Donald Trump telah mendesak Eropa untuk meninggalkan kesepakatan nuklir sejak ia secara sepihak menarik AS dari kesepakatan pada Mei 2018, dan Gedung Putih akan senang bahwa tekanan berkelanjutannya telah terbayar. Ada sedikit harapan bahwa Iran akan menanggapi langkah UE dengan menghentikan langkah-langkah yang telah diambil terutama pada penelitian dan pengembangan nuklir, tetapi Eropa merasa tidak punya pilihan selain merespons.
Dalam salah satu seruan terkuat dari Eropa untuk perjanjian baru untuk menggantikan kesepakatan 2015, perdana menteri Inggris, Boris Johnson, mengatakan jalan ke depan adalah menyepakati apa yang disebutnya "kesepakatan Trump".
"Jika kita akan menyingkirkannya, mari kita ganti dan mari kita ganti dengan kesepakatan Trump. Presiden Trump adalah pembuat kesepakatan yang hebat, dengan perhitungannya sendiri. Mari kita bekerja sama untuk menggantikan JCPOA (Rencana Aksi Bersama yang Komprehensif) dan dapatkan kesepakatan Trump sebagai gantinya," kata Johnsong menggunakan nama resmi kesepakatan nuklir 2015.
Iran telah mengambil lima langkah berturut-turut untuk mengurangi kewajibannya dari kesepakatan itu karena mengatakan UE belum memenuhi komitmennya untuk meningkatkan perdagangan. Sedangkan AS telah memberlakukan sanksi teritorial tambahan sehingga hampir mustahil bagi perusahaan-perusahaan Eropa untuk berdagang dengan Iran dan tidak mengambil risiko mengesampingkan denda AS. Sebuah mekanisme yang dirancang untuk menghindari sanksi yang ditetapkan oleh UE sejauh ini gagal untuk memfasilitasi transaksi tunggal antara perusahaan-perusahaan Eropa dan Iran.

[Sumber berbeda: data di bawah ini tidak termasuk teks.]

use serde::{Deserialize, Serialize};
use sqlx::{FromRow, PgPool, Postgres, Transaction};
use time::OffsetDateTime;
use uuid::Uuid;

#[derive(Debug, Clone, Copy, PartialEq, Eq, Serialize, Deserialize, sqlx::Type)]
#[sqlx(type_name = "spot_status", rename_all = "lowercase")]
#[serde(rename_all = "lowercase")]
pub enum SpotStatus {
    Available,
    Occupied,
}

#[derive(Debug, Clone, Serialize, Deserialize, FromRow)]
pub struct ParkingLot {
    pub id: Uuid,
    pub name: String,
    pub price: f64,
    pub address: String,
    pub pin_code: String,
    pub max_spots: i32,
    pub created_at: OffsetDateTime,
}

#[derive(Debug, Clone, Serialize, Deserialize, FromRow)]
pub struct ParkingSpot {
    pub id: Uuid,
    pub lot_id: Uuid,
    pub spot_number: i32,
    pub status: SpotStatus,
    pub created_at: OffsetDateTime,
}

/// Lot row joined with its spot counts, for listings and occupancy displays.
#[derive(Debug, Clone, FromRow)]
pub struct LotWithCounts {
    #[sqlx(flatten)]
    pub lot: ParkingLot,
    pub available: i64,
    pub occupied: i64,
}

/// Spot joined with the active reservation holder, if any.
#[derive(Debug, Clone, FromRow)]
pub struct SpotOccupantRow {
    pub id: Uuid,
    pub spot_number: i32,
    pub status: SpotStatus,
    pub reservation_id: Option<Uuid>,
    pub vehicle_number: Option<String>,
    pub parking_time: Option<OffsetDateTime>,
    pub user_name: Option<String>,
    pub user_email: Option<String>,
}

const LOT_COLUMNS: &str = "id, name, price, address, pin_code, max_spots, created_at";

impl ParkingLot {
    pub async fn find_by_id(db: &PgPool, id: Uuid) -> anyhow::Result<Option<ParkingLot>> {
        let lot = sqlx::query_as::<_, ParkingLot>(&format!(
            "SELECT {LOT_COLUMNS} FROM parking_lots WHERE id = $1"
        ))
        .bind(id)
        .fetch_optional(db)
        .await?;
        Ok(lot)
    }

    /// Lock the lot row for the duration of a capacity change so concurrent
    /// resizes and deletes serialize.
    pub async fn lock_by_id(
        tx: &mut Transaction<'_, Postgres>,
        id: Uuid,
    ) -> anyhow::Result<Option<ParkingLot>> {
        let lot = sqlx::query_as::<_, ParkingLot>(&format!(
            "SELECT {LOT_COLUMNS} FROM parking_lots WHERE id = $1 FOR UPDATE"
        ))
        .bind(id)
        .fetch_optional(&mut **tx)
        .await?;
        Ok(lot)
    }

    pub async fn insert(
        tx: &mut Transaction<'_, Postgres>,
        name: &str,
        price: f64,
        address: &str,
        pin_code: &str,
        max_spots: i32,
    ) -> anyhow::Result<ParkingLot> {
        let lot = sqlx::query_as::<_, ParkingLot>(&format!(
            r#"
            INSERT INTO parking_lots (name, price, address, pin_code, max_spots)
            VALUES ($1, $2, $3, $4, $5)
            RETURNING {LOT_COLUMNS}
            "#
        ))
        .bind(name)
        .bind(price)
        .bind(address)
        .bind(pin_code)
        .bind(max_spots)
        .fetch_one(&mut **tx)
        .await?;
        Ok(lot)
    }

    pub async fn update_fields(
        tx: &mut Transaction<'_, Postgres>,
        id: Uuid,
        name: &str,
        price: f64,
        address: &str,
        pin_code: &str,
        max_spots: i32,
    ) -> anyhow::Result<ParkingLot> {
        let lot = sqlx::query_as::<_, ParkingLot>(&format!(
            r#"
            UPDATE parking_lots
            SET name = $2, price = $3, address = $4, pin_code = $5, max_spots = $6
            WHERE id = $1
            RETURNING {LOT_COLUMNS}
            "#
        ))
        .bind(id)
        .bind(name)
        .bind(price)
        .bind(address)
        .bind(pin_code)
        .bind(max_spots)
        .fetch_one(&mut **tx)
        .await?;
        Ok(lot)
    }

    pub async fn delete_row(tx: &mut Transaction<'_, Postgres>, id: Uuid) -> anyhow::Result<()> {
        sqlx::query("DELETE FROM parking_lots WHERE id = $1")
            .bind(id)
            .execute(&mut **tx)
            .await?;
        Ok(())
    }

    pub async fn list_with_counts(db: &PgPool) -> anyhow::Result<Vec<LotWithCounts>> {
        let rows = sqlx::query_as::<_, LotWithCounts>(
            r#"
            SELECT l.id, l.name, l.price, l.address, l.pin_code, l.max_spots, l.created_at,
                   COUNT(s.id) FILTER (WHERE s.status = 'available') AS available,
                   COUNT(s.id) FILTER (WHERE s.status = 'occupied') AS occupied
            FROM parking_lots l
            LEFT JOIN parking_spots s ON s.lot_id = l.id
            GROUP BY l.id
            ORDER BY l.created_at DESC
            "#,
        )
        .fetch_all(db)
        .await?;
        Ok(rows)
    }

    /// Text search over name, address and pin code.
    pub async fn search(db: &PgPool, query: &str) -> anyhow::Result<Vec<LotWithCounts>> {
        let pattern = format!("%{}%", query);
        let rows = sqlx::query_as::<_, LotWithCounts>(
            r#"
            SELECT l.id, l.name, l.price, l.address, l.pin_code, l.max_spots, l.created_at,
                   COUNT(s.id) FILTER (WHERE s.status = 'available') AS available,
                   COUNT(s.id) FILTER (WHERE s.status = 'occupied') AS occupied
            FROM parking_lots l
            LEFT JOIN parking_spots s ON s.lot_id = l.id
            WHERE l.name ILIKE $1 OR l.address ILIKE $1 OR l.pin_code ILIKE $1
            GROUP BY l.id
            ORDER BY l.created_at DESC
            "#,
        )
        .bind(&pattern)
        .fetch_all(db)
        .await?;
        Ok(rows)
    }
}

impl ParkingSpot {
    /// Append spots numbered `from..=to`, all Available.
    pub async fn insert_range(
        tx: &mut Transaction<'_, Postgres>,
        lot_id: Uuid,
        from: i32,
        to: i32,
    ) -> anyhow::Result<()> {
        sqlx::query(
            r#"
            INSERT INTO parking_spots (lot_id, spot_number)
            SELECT $1::uuid, n FROM generate_series($2::int, $3::int) AS n
            "#,
        )
        .bind(lot_id)
        .bind(from)
        .bind(to)
        .execute(&mut **tx)
        .await?;
        Ok(())
    }

    pub async fn count_in_lot(
        tx: &mut Transaction<'_, Postgres>,
        lot_id: Uuid,
    ) -> anyhow::Result<i64> {
        let (count,): (i64,) =
            sqlx::query_as("SELECT COUNT(*) FROM parking_spots WHERE lot_id = $1")
                .bind(lot_id)
                .fetch_one(&mut **tx)
                .await?;
        Ok(count)
    }

    /// Highest spot number currently assigned in a lot; new spots are
    /// numbered after it so numbers are never reused.
    pub async fn max_spot_number(
        tx: &mut Transaction<'_, Postgres>,
        lot_id: Uuid,
    ) -> anyhow::Result<i32> {
        let (max,): (i32,) = sqlx::query_as(
            "SELECT COALESCE(MAX(spot_number), 0) FROM parking_spots WHERE lot_id = $1",
        )
        .bind(lot_id)
        .fetch_one(&mut **tx)
        .await?;
        Ok(max)
    }

    pub async fn count_occupied(
        tx: &mut Transaction<'_, Postgres>,
        lot_id: Uuid,
    ) -> anyhow::Result<i64> {
        let (count,): (i64,) = sqlx::query_as(
            "SELECT COUNT(*) FROM parking_spots WHERE lot_id = $1 AND status = 'occupied'",
        )
        .bind(lot_id)
        .fetch_one(&mut **tx)
        .await?;
        Ok(count)
    }

    /// Available/Occupied counts for occupancy displays.
    pub async fn count_by_status(db: &PgPool, lot_id: Uuid) -> anyhow::Result<(i64, i64)> {
        let row: (i64, i64) = sqlx::query_as(
            r#"
            SELECT COUNT(*) FILTER (WHERE status = 'available'),
                   COUNT(*) FILTER (WHERE status = 'occupied')
            FROM parking_spots
            WHERE lot_id = $1
            "#,
        )
        .bind(lot_id)
        .fetch_one(db)
        .await?;
        Ok(row)
    }

    /// Claim the lowest-numbered Available spot in a lot. SKIP LOCKED makes
    /// concurrent reserves land on different rows; a caller that finds none
    /// reports a capacity conflict.
    pub async fn lock_first_available(
        tx: &mut Transaction<'_, Postgres>,
        lot_id: Uuid,
    ) -> anyhow::Result<Option<ParkingSpot>> {
        let row = sqlx::query_as::<_, ParkingSpot>(
            r#"
            SELECT id, lot_id, spot_number, status, created_at
            FROM parking_spots
            WHERE lot_id = $1 AND status = 'available'
            ORDER BY spot_number ASC
            LIMIT 1
            FOR UPDATE SKIP LOCKED
            "#,
        )
        .bind(lot_id)
        .fetch_optional(&mut **tx)
        .await?;
        Ok(row)
    }

    pub async fn set_status(
        tx: &mut Transaction<'_, Postgres>,
        id: Uuid,
        status: SpotStatus,
    ) -> anyhow::Result<()> {
        sqlx::query("UPDATE parking_spots SET status = $2 WHERE id = $1")
            .bind(id)
            .bind(status)
            .execute(&mut **tx)
            .await?;
        Ok(())
    }

    /// Lock the highest-numbered Available spots as shrink candidates.
    /// Returns fewer than `limit` rows when the lot is too occupied to
    /// shrink that far.
    pub async fn lock_removable(
        tx: &mut Transaction<'_, Postgres>,
        lot_id: Uuid,
        limit: i64,
    ) -> anyhow::Result<Vec<ParkingSpot>> {
        let rows = sqlx::query_as::<_, ParkingSpot>(
            r#"
            SELECT id, lot_id, spot_number, status, created_at
            FROM parking_spots
            WHERE lot_id = $1 AND status = 'available'
            ORDER BY spot_number DESC
            LIMIT $2
            FOR UPDATE
            "#,
        )
        .bind(lot_id)
        .bind(limit)
        .fetch_all(&mut **tx)
        .await?;
        Ok(rows)
    }

    pub async fn delete_by_ids(
        tx: &mut Transaction<'_, Postgres>,
        ids: &[Uuid],
    ) -> anyhow::Result<()> {
        sqlx::query("DELETE FROM parking_spots WHERE id = ANY($1)")
            .bind(ids)
            .execute(&mut **tx)
            .await?;
        Ok(())
    }

    pub async fn delete_in_lot(
        tx: &mut Transaction<'_, Postgres>,
        lot_id: Uuid,
    ) -> anyhow::Result<()> {
        sqlx::query("DELETE FROM parking_spots WHERE lot_id = $1")
            .bind(lot_id)
            .execute(&mut **tx)
            .await?;
        Ok(())
    }

    /// Detach historical reservations from this lot's spots. Reservations
    /// are immutable history and must survive lot deletion.
    pub async fn detach_reservations(
        tx: &mut Transaction<'_, Postgres>,
        lot_id: Uuid,
    ) -> anyhow::Result<()> {
        sqlx::query(
            r#"
            UPDATE reservations
            SET spot_id = NULL
            WHERE spot_id IN (SELECT id FROM parking_spots WHERE lot_id = $1)
            "#,
        )
        .bind(lot_id)
        .execute(&mut **tx)
        .await?;
        Ok(())
    }

    /// All spots in a lot with the current occupant, for the admin view.
    pub async fn list_with_occupants(
        db: &PgPool,
        lot_id: Uuid,
    ) -> anyhow::Result<Vec<SpotOccupantRow>> {
        let rows = sqlx::query_as::<_, SpotOccupantRow>(
            r#"
            SELECT s.id, s.spot_number, s.status,
                   r.id AS reservation_id, r.vehicle_number, r.parking_time,
                   u.name AS user_name, u.email AS user_email
            FROM parking_spots s
            LEFT JOIN reservations r ON r.spot_id = s.id AND r.is_active
            LEFT JOIN users u ON u.id = r.user_id
            WHERE s.lot_id = $1
            ORDER BY s.spot_number
            "#,
        )
        .bind(lot_id)
        .fetch_all(db)
        .await?;
        Ok(rows)
    }
}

Para diplomat Eropa menekankan bahwa langkah itu tidak diambil untuk memberlakukan kembali sanksi, tetapi untuk mencoba menemukan cara untuk menekan Iran agar kembali mematuhi perjanjian. Para ahli nuklir UE mengatakan dua langkah pertama Iran dari kesepakatan yang berpusat pada cadangan pengayaan uranium dapat ditoleransi, tetapi langkah selanjutnya berarti jalur Iran untuk keluar dari nuklir terlalu pendek.
Iran mengatakan tidak merasa terikat untuk mematuhi aspek-aspek dari perjanjian itu kecuali mengizinkan para inspektur PBB ke dalam situs-situsnya. Ada kemungkinan Teheran dapat menanggapi langkah UE dengan melarang para inspektur, tetapi para diplomat meyakini bahwa pemberian sinyal yang jelas kepada Iran, dan perwakilan dari China serta Rusia, akan mencegahnya mengambil tindakan tersebut.
Para diplomat Eropa tetap skeptis bahwa kebijakan Trump tentang tekanan ekonomi maksimum akan membujuk Iran untuk menegosiasikan kembali kesepakatan itu, tetapi sebaliknya memperkuat posisi para garis keras di Teheran.
Protes jalanan yang terjadi saat ini di Teheran tidak mengubah keputusan Uni Eropa itu.